YOUR GOAL: In the records below, count every line containing "reason". Reply with the number only.
= = = = =
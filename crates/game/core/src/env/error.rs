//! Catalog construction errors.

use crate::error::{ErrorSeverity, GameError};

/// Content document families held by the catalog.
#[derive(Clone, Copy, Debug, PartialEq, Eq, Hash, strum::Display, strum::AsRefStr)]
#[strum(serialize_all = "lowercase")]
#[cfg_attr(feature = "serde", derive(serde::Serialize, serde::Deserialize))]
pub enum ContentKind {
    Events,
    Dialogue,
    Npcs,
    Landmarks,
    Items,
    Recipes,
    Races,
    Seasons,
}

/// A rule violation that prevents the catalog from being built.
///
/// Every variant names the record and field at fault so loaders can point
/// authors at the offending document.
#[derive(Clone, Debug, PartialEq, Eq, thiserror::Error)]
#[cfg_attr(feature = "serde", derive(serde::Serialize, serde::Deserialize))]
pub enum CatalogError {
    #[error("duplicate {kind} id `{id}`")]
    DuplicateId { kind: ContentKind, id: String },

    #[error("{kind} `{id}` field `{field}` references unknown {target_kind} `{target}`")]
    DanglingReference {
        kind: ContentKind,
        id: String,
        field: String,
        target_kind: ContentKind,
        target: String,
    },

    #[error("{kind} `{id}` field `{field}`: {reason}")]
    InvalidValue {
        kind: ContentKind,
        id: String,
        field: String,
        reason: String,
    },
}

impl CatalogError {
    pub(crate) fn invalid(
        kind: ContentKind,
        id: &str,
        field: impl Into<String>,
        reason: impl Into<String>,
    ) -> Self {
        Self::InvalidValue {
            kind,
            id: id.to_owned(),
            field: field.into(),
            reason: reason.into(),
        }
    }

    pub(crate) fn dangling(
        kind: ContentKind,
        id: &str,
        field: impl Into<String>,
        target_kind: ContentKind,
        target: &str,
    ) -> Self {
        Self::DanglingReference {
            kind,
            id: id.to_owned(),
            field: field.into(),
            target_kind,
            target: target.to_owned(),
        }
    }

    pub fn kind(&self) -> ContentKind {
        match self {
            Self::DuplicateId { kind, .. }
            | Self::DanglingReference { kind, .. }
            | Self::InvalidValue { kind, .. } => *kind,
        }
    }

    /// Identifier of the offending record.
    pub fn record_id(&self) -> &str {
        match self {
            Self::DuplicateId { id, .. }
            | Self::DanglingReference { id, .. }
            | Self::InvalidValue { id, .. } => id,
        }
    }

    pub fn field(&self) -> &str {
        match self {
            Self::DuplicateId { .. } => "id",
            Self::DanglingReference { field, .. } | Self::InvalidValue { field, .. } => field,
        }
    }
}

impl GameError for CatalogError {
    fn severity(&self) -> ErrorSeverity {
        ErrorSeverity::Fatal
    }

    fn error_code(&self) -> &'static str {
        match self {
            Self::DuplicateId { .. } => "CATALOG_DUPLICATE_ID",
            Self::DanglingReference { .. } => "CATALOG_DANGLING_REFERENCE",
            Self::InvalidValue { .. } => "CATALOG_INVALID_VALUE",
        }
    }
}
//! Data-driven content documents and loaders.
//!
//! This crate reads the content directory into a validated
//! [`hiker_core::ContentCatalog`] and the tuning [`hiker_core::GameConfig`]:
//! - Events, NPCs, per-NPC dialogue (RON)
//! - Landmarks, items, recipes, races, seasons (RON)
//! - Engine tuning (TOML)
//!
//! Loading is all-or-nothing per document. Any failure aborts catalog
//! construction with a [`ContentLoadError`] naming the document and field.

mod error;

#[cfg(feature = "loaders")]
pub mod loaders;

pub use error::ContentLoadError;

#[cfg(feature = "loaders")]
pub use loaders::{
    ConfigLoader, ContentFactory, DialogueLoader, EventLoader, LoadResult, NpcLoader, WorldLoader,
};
= = = = =
SOLUTION TO THIS EXERCISE: 4